Mit veränderter tRNA gegen Krankheiten

Darstellung von DNA-Strängen (Foto: © Pixabay)

Ein Forschungsteam unter der Leitung der Universität Hamburg hat einen Weg gefunden, genetische Mutationen zu umgehen, die zu einem frühzeitigen Stopp der Proteinbiosynthese und damit zu schweren Krankheiten führen. 

Die Proteinbiosynthese (PBS) ist ein überlebenswichtiger Prozess, bei dem in Zellen neue Eiweiße entstehen. Sie werden mithilfe genetischer Informationen der DNA aus Aminosäuren aufgebaut. Spontane Mutationen der DNA können allerdings dazu führen, dass der Prozess frühzeitig abgebrochen wird, wodurch verkürzte und nicht funktionsfähige Proteine entstehen. Die Folge: schwere Krankheiten wie die Spinale Muskelatrophie (SMA), Mukoviszidose, Muskelschwund oder auch Wachstumshormonmangel. Etwa zehn bis 15 Prozent aller beschriebenen Gendefekte, die menschliche Erbkrankheiten verursachen, werden durch diese sogenannten Nonsense-Mutationen verursacht.

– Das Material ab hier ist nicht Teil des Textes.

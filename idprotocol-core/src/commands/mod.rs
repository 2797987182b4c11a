//! Chat command surface
//!
//! Thin routing layer: alias lists from the configuration are flattened into
//! a lookup table once at startup, and incoming command lines dispatch onto
//! the display service or the delete handler.

use crate::{
    config::IdConfig,
    core_display::DisplayService,
    errors::IdResult,
    events::{EventBroadcaster, IdEvent},
    host::{AttachmentStore, FormTransport, PlayerDirectory, UserId, ATTACHMENT_KEY},
    metrics::record_counter,
};
use std::collections::HashMap;
use std::sync::Arc;
use tracing::{debug, info};

/// Outcome of a command dispatch
#[derive(Debug, Clone, Copy, PartialEq, Eq)]
pub enum CommandOutcome {
    /// The input matched a registered alias and was handled
    Handled,
    /// The input did not match any alias
    Unknown,
}

#[derive(Debug, Clone, Copy)]
enum CommandKind {
    ShowSelf,
    ShowOthers,
    Delete,
}

/// Routes chat commands onto the ID services
pub struct CommandRouter {
    routes: HashMap<String, CommandKind>,
    config: Arc<IdConfig>,
    display: Arc<DisplayService>,
    storage: Arc<dyn AttachmentStore>,
    directory: Arc<dyn PlayerDirectory>,
    ui: Arc<dyn FormTransport>,
    events: EventBroadcaster,
}

impl CommandRouter {
    /// Build the routing table from the configured alias lists
    pub fn new(
        config: Arc<IdConfig>,
        display: Arc<DisplayService>,
        storage: Arc<dyn AttachmentStore>,
        directory: Arc<dyn PlayerDirectory>,
        ui: Arc<dyn FormTransport>,
        events: EventBroadcaster,
    ) -> Self {
        let mut routes = HashMap::new();
        for alias in &config.commands.id {
            routes.insert(alias.to_lowercase(), CommandKind::ShowSelf);
        }
        for alias in &config.commands.show_id {
            routes.insert(alias.to_lowercase(), CommandKind::ShowOthers);
        }
        for alias in &config.commands.delete_id {
            routes.insert(alias.to_lowercase(), CommandKind::Delete);
        }

        Self {
            routes,
            config,
            display,
            storage,
            directory,
            ui,
            events,
        }
    }

    /// Dispatch a command line such as `/id` or `deleteid bob`
    ///
    /// A leading slash is accepted and stripped; alias matching is
    /// case-insensitive.
    pub async fn dispatch(&self, user: &UserId, input: &str) -> IdResult<CommandOutcome> {
        let input = input.trim().trim_start_matches('/');
        let mut parts = input.split_whitespace();
        let Some(word) = parts.next() else {
            return Ok(CommandOutcome::Unknown);
        };
        let arg = parts.next().unwrap_or_default();

        match self.routes.get(&word.to_lowercase()) {
            Some(CommandKind::ShowSelf) => {
                self.display.show_self(user).await?;
                Ok(CommandOutcome::Handled)
            }
            Some(CommandKind::ShowOthers) => {
                self.display.show_to_others(user).await?;
                Ok(CommandOutcome::Handled)
            }
            Some(CommandKind::Delete) => {
                self.delete(user, arg).await?;
                Ok(CommandOutcome::Handled)
            }
            None => Ok(CommandOutcome::Unknown),
        }
    }

    /// Delete the committed record of the player named by `query`
    ///
    /// The target is resolved by display name or canonical identity; an
    /// unknown target is a silent no-op.
    pub async fn delete(&self, actor: &UserId, query: &str) -> IdResult<()> {
        let Some(target) = self.directory.find_by_name_or_id(query).await? else {
            debug!(%actor, query, "delete target not found");
            return Ok(());
        };

        let removed = self.storage.remove(&target, ATTACHMENT_KEY).await?;
        if removed {
            self.events
                .emit(IdEvent::RecordDeleted { user: target.clone() });
            record_counter("id.records.deleted", 1);
            info!(%actor, %target, "committed record deleted");
        }
        self.ui
            .send_message(actor, &self.config.messages.deleted_id)
            .await?;
        Ok(())
    }
}

#[cfg(test)]
mod tests {
    use super::*;
    use crate::host::Inventory;
    use crate::test_utils::MockHost;

    fn router(host: &Arc<MockHost>, config: IdConfig) -> CommandRouter {
        let config = Arc::new(config);
        let events = EventBroadcaster::default();
        let display = Arc::new(DisplayService::new(
            config.clone(),
            host.clone(),
            host.clone(),
            host.clone(),
            host.clone(),
            events.clone(),
        ));
        CommandRouter::new(
            config,
            display,
            host.clone(),
            host.clone(),
            host.clone(),
            events,
        )
    }

    #[tokio::test]
    async fn test_unknown_alias() {
        let host = MockHost::new();
        let alice = UserId::new("alice");
        host.add_player(&alice, "1", "Alice", [0.0, 0.0, 0.0]);

        let router = router(&host, IdConfig::default());
        assert_eq!(
            router.dispatch(&alice, "/frobnicate").await.unwrap(),
            CommandOutcome::Unknown
        );
    }

    #[tokio::test]
    async fn test_alias_routing_is_case_insensitive() {
        let host = MockHost::new();
        let alice = UserId::new("alice");
        host.add_player(&alice, "1", "Alice", [0.0, 0.0, 0.0]);

        let router = router(&host, IdConfig::default());
        // No record and no card: the command still routes (gate notifies).
        assert_eq!(
            router.dispatch(&alice, "/DNI").await.unwrap(),
            CommandOutcome::Handled
        );
        assert_eq!(
            host.last_message(&alice).unwrap(),
            IdConfig::default().messages.need_id_card
        );
    }

    #[tokio::test]
    async fn test_delete_unknown_target_is_silent() {
        let host = MockHost::new();
        let admin = UserId::new("admin");
        host.add_player(&admin, "1", "Admin", [0.0, 0.0, 0.0]);

        let router = router(&host, IdConfig::default());
        router.dispatch(&admin, "deleteid nobody").await.unwrap();
        assert!(host.last_message(&admin).is_none());
    }

    #[tokio::test]
    async fn test_delete_by_name() {
        let host = MockHost::new();
        let admin = UserId::new("admin");
        let bob = UserId::new("bob");
        host.add_player(&admin, "1", "Admin", [0.0, 0.0, 0.0]);
        host.add_player(&bob, "2", "Bob", [0.0, 0.0, 0.0]);
        host.set_holding(&bob, Some(crate::host::ID_CARD_ITEM));
        host.put_record(
            &bob,
            &crate::core_record::IdRecord {
                first_name: "Bob".to_string(),
                last_name: "Jones".to_string(),
                date_of_birth: "01/01/1980".to_string(),
                ..Default::default()
            },
        );
        assert!(host.holding(&bob, crate::host::ID_CARD_ITEM).await.unwrap());

        let router = router(&host, IdConfig::default());
        router.dispatch(&admin, "deleteid Bob").await.unwrap();

        assert!(host.stored(&bob).is_none());
        assert_eq!(
            host.last_message(&admin).unwrap(),
            IdConfig::default().messages.deleted_id
        );
    }
}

In der Vergangenheit haben ForscherInnen veränderte Transfer-RNAs (tRNAs) als Ansatz gesehen, um Fehler durch solche Mutationen zu korrigieren. „Die meisten Versuche basierten dabei auf der Umkodierung des sogenannten Anticodons“, erklärt Prof. Zoya Ignatova vom Fachbereich Chemie der Universität Hamburg. „Trotz des enormen therapeutischen Potenzials wurde mit diesem Ansatz aufgrund der sehr niedrigen tRNA-Aktivität bis heute noch keine klinische Studie durchgeführt. Unser Ansatz dagegen fokussiert sich auf andere tRNA-Segmente, die modifiziert werden können, um ihre Aktivität zu verändern.“

tRNAs sind ein wichtiger Baustein bei der Entstehung neuer Proteine. Jede tRNA besitzt einen bestimmten Code, das Anticodon, das sich an eine bestimmte Stelle der mRNA, das Codon, binden kann. Drei verschiedene Stoppcodons beenden den Prozess der Proteinbildung: UAA, UAG, UGA. Trifft ein sich an der mRNA entlang bewegendes Ribosom auf eines der drei Codons, kommt es zum Stillstand, da keine passenden tRNA-Moleküle für eine Aminosäure vorhanden sind. Stattdessen treten sogenannte Terminations- oder Release-Faktoren (RFs) an die Stelle und das Protein wird freigesetzt.

„Durch Mutationen kann es dazu kommen, dass normale Codons in Stoppcodons umgewandelt werden und die Entstehung des Proteins frühzeitig abgebrochen wird. Fast 1000 verschiedene genetische Störungen werden durch solche Mutationen verursacht“, sagt Dr. Suki Albers, Erstautorin der Studie und Mitarbeiterin in Ignatovas Arbeitsgruppe. „In einigen wenigen Microorganismen werden die schädlichen Auswirkungen solcher Mutationen durch sogenannte Suppressor-tRNAs geringgehalten. Sie entstehen in der Regel durch Mutation in der tRNA, um das neu entstehende Stoppcodon dennoch abzulesen. Menschliche Zellen verfügen nicht über einen solchen Reparaturmechanismus.“

Dies haben sich die Forschenden zunutze gemacht: „Zunächst haben wir am Computer verschiedene Suppressor-tRNAs generiert“, erklärt Prof. Andrew Torda vom Zentrum für Bioinformatik der Universität Hamburg. „Anschließend haben wir tRNAs synthetisch hergestellt und im Bakterium E. coli verschiedenen Tests unterzogen.“

So hat das Team schließlich tRNAs entworfen, die am Ribosom funktionieren und effizient Stoppcodons in E. coli unterdrücken. Der Prozess wurde nicht unterbrochen, sondern das Protein vollständig aufgebaut. „Die Optimierungsstrategie, die wir für die bakteriellen tRNAs verwendet haben, wurde in unseren neuesten Studien auf menschliche tRNAs übertragen. Unsere ersten Versuche in Tiermodellen zeigen eine sehr hohe Aktivität dieser tRNAs. Wir hoffen, dass diese positiven in vivo Experimente bald in klinische Studien überführt werden können, um neue Therapien menschlicher Gendefekte zu entwickeln“, sagt Ignatova.

Originalpublikation:
Albers S et al. Repurposing tRNAs for nonsense suppression. Nature Communications 2021;12:3850.